Exercise → Look through the material below and copy exactly the lines from the line with "repository 3d59f3197e9d0e0e" to the line with "first cycle found.", those two lines included.

Records supplied →
**********

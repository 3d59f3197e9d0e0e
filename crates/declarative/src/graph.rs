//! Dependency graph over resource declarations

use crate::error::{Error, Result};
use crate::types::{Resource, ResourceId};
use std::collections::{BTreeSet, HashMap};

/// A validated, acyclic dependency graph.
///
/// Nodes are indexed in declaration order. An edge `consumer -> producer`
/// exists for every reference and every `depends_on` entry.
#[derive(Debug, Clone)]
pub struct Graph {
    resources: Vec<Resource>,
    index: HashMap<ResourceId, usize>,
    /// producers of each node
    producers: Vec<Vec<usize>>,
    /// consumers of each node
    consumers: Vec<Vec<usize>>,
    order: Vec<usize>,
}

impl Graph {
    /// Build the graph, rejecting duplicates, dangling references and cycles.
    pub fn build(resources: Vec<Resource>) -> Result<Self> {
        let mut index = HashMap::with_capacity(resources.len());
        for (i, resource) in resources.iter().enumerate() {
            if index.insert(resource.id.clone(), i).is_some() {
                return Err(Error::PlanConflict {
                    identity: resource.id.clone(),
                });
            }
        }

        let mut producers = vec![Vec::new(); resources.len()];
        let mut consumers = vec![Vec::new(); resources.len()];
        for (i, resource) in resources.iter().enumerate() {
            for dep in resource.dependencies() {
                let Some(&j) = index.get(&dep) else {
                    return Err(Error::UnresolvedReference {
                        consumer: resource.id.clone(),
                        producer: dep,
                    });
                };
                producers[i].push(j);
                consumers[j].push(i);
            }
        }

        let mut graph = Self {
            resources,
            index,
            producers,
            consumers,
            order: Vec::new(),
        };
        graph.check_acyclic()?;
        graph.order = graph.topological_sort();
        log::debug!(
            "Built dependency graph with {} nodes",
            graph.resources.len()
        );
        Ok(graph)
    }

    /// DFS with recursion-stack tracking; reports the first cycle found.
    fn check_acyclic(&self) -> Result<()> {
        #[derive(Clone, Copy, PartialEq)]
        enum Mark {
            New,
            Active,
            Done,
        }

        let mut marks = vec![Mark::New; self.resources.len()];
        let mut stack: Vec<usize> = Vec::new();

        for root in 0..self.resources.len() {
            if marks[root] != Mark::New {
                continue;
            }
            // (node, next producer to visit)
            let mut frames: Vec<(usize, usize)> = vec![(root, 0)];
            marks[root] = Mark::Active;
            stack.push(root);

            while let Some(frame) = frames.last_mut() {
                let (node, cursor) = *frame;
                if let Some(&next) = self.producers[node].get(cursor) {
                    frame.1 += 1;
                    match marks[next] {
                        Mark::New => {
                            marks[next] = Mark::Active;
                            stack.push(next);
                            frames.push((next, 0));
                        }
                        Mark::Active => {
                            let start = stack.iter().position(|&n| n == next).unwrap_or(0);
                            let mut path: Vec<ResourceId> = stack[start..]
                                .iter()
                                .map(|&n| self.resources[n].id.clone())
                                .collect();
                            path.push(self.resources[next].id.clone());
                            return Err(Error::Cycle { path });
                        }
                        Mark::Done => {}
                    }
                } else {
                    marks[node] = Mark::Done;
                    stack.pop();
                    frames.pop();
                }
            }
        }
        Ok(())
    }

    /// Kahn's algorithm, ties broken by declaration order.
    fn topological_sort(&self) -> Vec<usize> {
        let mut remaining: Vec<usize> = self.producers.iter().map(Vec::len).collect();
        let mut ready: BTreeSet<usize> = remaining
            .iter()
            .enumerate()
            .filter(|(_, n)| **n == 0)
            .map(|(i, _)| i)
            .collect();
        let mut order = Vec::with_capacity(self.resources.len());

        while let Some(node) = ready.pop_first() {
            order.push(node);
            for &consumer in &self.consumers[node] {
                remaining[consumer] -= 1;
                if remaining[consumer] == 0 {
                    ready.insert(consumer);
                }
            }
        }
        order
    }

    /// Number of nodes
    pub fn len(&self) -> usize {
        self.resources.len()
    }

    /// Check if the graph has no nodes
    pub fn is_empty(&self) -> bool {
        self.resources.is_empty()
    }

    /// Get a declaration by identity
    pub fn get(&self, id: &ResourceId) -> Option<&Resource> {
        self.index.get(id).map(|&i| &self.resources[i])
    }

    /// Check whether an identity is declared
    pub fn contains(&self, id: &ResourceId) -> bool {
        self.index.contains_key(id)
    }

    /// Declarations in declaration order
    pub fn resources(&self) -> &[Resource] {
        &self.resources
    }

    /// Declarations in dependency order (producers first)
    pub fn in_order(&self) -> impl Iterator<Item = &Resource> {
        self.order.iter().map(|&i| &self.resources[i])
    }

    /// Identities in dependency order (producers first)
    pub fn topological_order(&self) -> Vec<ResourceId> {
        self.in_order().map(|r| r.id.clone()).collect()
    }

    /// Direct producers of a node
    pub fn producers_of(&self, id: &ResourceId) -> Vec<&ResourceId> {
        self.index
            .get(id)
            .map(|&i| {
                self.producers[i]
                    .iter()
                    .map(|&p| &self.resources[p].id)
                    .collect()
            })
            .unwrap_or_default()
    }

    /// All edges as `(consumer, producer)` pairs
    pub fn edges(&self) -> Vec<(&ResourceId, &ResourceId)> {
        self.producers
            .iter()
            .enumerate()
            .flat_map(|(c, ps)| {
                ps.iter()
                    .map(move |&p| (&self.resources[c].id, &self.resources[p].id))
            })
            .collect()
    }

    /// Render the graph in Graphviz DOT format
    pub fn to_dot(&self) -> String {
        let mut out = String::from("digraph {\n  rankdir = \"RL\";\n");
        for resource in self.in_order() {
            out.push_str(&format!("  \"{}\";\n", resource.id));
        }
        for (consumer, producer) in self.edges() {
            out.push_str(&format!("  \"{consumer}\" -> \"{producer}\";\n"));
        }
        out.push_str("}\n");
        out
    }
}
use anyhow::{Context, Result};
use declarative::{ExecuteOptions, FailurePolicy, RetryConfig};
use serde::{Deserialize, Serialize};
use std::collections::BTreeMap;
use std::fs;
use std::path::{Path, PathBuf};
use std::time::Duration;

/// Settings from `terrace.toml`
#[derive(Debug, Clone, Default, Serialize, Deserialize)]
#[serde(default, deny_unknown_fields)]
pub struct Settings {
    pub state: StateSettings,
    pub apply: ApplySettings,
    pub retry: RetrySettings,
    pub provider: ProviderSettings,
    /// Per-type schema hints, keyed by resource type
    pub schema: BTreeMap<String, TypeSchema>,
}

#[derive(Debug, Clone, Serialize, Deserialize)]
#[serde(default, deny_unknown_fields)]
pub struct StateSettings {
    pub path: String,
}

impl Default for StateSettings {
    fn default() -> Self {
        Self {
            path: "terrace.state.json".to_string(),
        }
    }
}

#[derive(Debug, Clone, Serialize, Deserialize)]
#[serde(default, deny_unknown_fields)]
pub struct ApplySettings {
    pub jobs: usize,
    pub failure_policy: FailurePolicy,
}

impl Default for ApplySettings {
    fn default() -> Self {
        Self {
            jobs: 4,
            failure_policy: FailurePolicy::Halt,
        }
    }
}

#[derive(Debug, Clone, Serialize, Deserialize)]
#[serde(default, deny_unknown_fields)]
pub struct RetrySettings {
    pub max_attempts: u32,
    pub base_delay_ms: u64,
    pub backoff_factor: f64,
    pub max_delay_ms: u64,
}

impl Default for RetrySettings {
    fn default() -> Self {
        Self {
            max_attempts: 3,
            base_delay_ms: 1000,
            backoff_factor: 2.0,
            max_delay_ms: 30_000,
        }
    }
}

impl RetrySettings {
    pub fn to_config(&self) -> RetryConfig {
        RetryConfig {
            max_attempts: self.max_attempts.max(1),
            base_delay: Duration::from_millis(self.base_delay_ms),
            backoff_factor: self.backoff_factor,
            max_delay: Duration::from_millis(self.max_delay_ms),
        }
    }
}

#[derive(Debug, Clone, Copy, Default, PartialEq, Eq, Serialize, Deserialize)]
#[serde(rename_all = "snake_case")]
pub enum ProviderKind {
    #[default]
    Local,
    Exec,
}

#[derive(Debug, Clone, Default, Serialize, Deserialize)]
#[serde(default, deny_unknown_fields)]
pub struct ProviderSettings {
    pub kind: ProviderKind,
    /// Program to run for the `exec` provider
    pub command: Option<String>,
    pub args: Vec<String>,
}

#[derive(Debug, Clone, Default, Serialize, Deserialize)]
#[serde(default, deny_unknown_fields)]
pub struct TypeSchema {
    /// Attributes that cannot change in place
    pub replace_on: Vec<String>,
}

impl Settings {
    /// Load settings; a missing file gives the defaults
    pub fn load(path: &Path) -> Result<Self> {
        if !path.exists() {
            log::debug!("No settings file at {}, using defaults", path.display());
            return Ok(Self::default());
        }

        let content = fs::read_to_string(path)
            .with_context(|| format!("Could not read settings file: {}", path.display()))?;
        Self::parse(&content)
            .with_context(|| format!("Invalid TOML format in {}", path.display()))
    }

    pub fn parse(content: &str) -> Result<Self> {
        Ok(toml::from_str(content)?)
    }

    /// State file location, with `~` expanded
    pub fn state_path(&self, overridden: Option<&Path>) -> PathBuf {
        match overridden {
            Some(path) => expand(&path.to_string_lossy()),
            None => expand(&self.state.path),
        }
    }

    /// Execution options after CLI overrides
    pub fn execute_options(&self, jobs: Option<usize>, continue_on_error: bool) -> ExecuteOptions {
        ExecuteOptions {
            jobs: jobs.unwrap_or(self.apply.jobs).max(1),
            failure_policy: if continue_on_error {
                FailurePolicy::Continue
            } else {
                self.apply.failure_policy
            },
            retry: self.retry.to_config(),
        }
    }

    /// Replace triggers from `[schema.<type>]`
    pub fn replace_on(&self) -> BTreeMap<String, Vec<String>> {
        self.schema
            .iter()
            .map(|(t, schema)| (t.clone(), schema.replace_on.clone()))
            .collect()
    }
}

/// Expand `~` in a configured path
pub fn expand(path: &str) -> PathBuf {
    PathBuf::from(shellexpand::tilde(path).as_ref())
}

**********

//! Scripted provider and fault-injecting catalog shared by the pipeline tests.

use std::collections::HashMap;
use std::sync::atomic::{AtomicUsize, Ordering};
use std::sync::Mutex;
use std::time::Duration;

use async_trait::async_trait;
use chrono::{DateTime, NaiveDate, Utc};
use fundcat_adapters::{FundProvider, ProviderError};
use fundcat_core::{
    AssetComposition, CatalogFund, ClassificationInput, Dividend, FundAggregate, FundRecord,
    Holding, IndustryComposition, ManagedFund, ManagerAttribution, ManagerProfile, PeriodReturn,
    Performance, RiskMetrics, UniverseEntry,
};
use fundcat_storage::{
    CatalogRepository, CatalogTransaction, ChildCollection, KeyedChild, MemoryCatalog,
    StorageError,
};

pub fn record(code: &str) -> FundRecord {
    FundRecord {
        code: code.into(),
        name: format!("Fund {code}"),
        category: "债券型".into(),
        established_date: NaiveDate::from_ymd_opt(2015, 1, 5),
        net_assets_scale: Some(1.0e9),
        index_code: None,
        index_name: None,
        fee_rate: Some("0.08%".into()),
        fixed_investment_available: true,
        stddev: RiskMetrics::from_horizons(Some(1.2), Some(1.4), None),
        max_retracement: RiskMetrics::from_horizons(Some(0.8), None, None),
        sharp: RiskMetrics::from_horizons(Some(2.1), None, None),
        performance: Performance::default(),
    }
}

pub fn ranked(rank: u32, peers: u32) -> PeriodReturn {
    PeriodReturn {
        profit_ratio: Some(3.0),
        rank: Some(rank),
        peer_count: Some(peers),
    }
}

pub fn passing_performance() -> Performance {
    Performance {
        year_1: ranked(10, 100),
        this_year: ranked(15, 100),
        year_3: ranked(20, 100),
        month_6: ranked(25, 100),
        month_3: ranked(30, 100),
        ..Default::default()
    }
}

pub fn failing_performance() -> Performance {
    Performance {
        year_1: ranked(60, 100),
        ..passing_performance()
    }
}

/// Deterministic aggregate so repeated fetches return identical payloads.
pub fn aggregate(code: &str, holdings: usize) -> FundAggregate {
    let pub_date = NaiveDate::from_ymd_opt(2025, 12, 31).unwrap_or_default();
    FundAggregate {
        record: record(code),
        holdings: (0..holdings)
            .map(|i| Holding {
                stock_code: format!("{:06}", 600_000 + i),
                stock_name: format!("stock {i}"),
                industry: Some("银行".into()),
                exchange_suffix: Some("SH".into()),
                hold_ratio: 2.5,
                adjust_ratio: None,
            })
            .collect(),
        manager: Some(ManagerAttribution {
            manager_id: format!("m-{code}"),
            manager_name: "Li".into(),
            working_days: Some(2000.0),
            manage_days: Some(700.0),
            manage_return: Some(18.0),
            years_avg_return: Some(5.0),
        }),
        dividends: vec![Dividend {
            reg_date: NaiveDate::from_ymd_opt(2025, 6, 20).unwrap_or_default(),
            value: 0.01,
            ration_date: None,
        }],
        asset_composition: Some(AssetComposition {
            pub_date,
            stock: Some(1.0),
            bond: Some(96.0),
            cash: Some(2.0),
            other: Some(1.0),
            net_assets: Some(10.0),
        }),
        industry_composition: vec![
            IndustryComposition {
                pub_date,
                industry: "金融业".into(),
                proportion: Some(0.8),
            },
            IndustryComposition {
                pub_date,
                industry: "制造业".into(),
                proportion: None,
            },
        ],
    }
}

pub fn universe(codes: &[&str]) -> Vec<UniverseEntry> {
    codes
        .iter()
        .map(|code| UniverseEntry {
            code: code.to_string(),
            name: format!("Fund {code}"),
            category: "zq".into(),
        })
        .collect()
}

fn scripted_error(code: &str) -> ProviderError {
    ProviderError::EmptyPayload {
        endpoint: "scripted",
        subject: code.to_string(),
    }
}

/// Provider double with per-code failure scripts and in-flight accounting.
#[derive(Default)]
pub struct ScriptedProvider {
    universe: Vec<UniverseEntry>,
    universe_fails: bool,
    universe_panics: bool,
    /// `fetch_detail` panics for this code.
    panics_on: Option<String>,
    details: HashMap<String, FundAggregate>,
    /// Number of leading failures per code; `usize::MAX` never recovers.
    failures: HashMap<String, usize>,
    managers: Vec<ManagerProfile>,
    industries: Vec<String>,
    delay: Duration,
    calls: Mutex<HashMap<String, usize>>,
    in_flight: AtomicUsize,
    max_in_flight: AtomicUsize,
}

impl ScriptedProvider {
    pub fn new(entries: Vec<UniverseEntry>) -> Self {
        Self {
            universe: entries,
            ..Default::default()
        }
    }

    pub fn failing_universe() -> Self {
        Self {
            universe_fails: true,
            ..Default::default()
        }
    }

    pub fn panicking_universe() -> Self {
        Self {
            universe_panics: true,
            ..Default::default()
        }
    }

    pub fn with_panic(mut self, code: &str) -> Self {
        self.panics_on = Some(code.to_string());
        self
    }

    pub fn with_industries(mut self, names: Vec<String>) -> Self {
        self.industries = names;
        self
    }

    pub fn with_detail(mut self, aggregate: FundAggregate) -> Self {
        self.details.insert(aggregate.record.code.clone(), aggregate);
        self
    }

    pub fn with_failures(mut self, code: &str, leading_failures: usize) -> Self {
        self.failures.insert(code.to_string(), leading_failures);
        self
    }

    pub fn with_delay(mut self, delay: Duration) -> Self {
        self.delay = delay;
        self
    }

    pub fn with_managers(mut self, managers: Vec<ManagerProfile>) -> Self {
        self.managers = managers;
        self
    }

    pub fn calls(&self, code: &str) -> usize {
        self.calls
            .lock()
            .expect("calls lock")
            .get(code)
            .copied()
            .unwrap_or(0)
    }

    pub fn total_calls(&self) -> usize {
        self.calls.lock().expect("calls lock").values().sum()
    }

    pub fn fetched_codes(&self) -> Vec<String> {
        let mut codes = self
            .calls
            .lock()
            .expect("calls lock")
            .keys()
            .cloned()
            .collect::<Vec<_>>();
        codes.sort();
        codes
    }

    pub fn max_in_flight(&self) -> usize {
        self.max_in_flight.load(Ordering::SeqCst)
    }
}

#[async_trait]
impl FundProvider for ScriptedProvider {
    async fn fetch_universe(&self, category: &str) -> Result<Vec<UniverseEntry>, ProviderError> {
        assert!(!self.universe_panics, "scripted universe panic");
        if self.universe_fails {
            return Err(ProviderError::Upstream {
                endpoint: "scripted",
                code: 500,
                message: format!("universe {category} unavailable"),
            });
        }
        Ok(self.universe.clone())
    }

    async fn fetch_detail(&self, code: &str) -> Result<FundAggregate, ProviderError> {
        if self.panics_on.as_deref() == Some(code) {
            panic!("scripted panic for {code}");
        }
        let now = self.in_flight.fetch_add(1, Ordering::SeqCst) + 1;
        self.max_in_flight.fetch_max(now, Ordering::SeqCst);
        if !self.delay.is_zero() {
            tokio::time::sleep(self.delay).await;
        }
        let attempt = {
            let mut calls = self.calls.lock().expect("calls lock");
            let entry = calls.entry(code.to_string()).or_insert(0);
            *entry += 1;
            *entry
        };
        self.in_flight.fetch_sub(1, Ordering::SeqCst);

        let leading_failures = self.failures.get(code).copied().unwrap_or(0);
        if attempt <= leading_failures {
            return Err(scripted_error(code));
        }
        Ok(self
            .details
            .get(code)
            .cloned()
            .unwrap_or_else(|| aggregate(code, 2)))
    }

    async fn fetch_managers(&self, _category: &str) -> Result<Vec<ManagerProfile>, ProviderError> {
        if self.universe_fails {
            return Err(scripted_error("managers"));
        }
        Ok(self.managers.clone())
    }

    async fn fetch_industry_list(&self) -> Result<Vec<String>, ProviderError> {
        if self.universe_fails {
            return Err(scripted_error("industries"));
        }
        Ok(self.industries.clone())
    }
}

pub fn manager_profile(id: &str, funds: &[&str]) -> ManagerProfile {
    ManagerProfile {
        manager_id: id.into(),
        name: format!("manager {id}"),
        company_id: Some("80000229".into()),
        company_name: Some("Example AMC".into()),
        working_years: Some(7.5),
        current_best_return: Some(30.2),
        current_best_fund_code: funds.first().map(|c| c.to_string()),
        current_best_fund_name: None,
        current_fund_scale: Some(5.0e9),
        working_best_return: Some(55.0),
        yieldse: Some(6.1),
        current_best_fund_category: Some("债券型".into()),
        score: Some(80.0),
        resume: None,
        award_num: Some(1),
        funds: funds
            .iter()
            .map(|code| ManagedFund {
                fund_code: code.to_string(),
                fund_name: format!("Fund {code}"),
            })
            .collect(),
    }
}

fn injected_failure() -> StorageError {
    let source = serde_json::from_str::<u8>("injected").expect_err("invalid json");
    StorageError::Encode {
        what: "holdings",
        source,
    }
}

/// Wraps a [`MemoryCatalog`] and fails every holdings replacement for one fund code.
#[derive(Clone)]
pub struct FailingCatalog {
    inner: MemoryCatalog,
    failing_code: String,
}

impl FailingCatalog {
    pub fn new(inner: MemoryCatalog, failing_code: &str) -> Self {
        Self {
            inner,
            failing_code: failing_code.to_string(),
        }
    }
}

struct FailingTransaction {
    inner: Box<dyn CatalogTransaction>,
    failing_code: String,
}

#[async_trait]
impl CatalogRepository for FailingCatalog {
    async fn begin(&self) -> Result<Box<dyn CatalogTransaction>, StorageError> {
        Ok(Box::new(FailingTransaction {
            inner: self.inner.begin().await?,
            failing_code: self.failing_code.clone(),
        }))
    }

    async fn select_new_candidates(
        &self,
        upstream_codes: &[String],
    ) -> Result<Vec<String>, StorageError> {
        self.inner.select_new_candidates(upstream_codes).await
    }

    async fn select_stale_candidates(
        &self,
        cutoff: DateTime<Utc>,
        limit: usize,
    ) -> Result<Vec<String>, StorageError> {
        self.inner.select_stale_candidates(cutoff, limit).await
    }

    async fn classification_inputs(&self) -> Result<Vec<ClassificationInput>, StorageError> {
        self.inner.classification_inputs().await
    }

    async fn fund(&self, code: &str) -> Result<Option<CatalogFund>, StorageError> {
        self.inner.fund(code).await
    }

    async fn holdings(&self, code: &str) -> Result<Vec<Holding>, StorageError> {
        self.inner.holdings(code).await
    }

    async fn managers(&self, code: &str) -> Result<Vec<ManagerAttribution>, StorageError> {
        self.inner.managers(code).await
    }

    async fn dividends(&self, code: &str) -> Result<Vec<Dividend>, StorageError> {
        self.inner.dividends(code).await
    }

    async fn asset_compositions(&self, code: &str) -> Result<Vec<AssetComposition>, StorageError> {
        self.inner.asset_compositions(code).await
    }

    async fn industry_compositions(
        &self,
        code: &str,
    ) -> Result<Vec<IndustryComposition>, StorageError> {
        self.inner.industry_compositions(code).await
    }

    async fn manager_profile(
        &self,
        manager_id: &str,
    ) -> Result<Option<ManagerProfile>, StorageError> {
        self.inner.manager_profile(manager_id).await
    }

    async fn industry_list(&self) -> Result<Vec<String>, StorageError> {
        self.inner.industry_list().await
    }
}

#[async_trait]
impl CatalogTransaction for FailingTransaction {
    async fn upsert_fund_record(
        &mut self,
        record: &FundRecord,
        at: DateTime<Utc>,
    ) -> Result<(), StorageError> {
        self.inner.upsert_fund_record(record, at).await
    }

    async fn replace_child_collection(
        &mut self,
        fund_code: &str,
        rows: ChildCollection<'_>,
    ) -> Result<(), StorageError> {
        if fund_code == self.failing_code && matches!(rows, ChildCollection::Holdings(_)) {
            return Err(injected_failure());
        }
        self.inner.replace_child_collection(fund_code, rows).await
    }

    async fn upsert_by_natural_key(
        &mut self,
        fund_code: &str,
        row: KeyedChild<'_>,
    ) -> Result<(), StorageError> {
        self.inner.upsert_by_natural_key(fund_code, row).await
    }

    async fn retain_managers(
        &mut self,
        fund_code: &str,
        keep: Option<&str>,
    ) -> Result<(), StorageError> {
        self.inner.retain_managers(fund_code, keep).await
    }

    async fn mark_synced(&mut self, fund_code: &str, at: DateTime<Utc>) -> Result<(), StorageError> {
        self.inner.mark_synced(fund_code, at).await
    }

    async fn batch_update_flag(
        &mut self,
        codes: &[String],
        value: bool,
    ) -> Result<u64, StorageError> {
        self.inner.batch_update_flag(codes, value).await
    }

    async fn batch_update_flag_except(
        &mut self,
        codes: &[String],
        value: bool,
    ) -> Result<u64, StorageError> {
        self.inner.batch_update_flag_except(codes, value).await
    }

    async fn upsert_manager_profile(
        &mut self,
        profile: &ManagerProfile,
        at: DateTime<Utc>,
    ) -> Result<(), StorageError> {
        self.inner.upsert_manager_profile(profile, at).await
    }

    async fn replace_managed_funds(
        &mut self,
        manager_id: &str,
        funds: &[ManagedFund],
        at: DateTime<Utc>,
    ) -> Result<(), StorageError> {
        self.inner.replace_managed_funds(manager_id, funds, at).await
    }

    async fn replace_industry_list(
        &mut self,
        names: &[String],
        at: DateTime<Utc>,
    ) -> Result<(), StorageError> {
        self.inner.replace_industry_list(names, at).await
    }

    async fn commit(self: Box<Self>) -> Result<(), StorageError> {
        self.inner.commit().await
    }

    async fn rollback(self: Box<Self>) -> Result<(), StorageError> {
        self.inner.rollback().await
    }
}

**********

Answer for this exercise →
repository 3d59f3197e9d0e0e
filename crates/declarative/src/graph.rs
//! Dependency graph over resource declarations

use crate::error::{Error, Result};
use crate::types::{Resource, ResourceId};
use std::collections::{BTreeSet, HashMap};

/// A validated, acyclic dependency graph.
///
/// Nodes are indexed in declaration order. An edge `consumer -> producer`
/// exists for every reference and every `depends_on` entry.
#[derive(Debug, Clone)]
pub struct Graph {
    resources: Vec<Resource>,
    index: HashMap<ResourceId, usize>,
    /// producers of each node
    producers: Vec<Vec<usize>>,
    /// consumers of each node
    consumers: Vec<Vec<usize>>,
    order: Vec<usize>,
}

impl Graph {
    /// Build the graph, rejecting duplicates, dangling references and cycles.
    pub fn build(resources: Vec<Resource>) -> Result<Self> {
        let mut index = HashMap::with_capacity(resources.len());
        for (i, resource) in resources.iter().enumerate() {
            if index.insert(resource.id.clone(), i).is_some() {
                return Err(Error::PlanConflict {
                    identity: resource.id.clone(),
                });
            }
        }

        let mut producers = vec![Vec::new(); resources.len()];
        let mut consumers = vec![Vec::new(); resources.len()];
        for (i, resource) in resources.iter().enumerate() {
            for dep in resource.dependencies() {
                let Some(&j) = index.get(&dep) else {
                    return Err(Error::UnresolvedReference {
                        consumer: resource.id.clone(),
                        producer: dep,
                    });
                };
                producers[i].push(j);
                consumers[j].push(i);
            }
        }

        let mut graph = Self {
            resources,
            index,
            producers,
            consumers,
            order: Vec::new(),
        };
        graph.check_acyclic()?;
        graph.order = graph.topological_sort();
        log::debug!(
            "Built dependency graph with {} nodes",
            graph.resources.len()
        );
        Ok(graph)
    }

    /// DFS with recursion-stack tracking; reports the first cycle found.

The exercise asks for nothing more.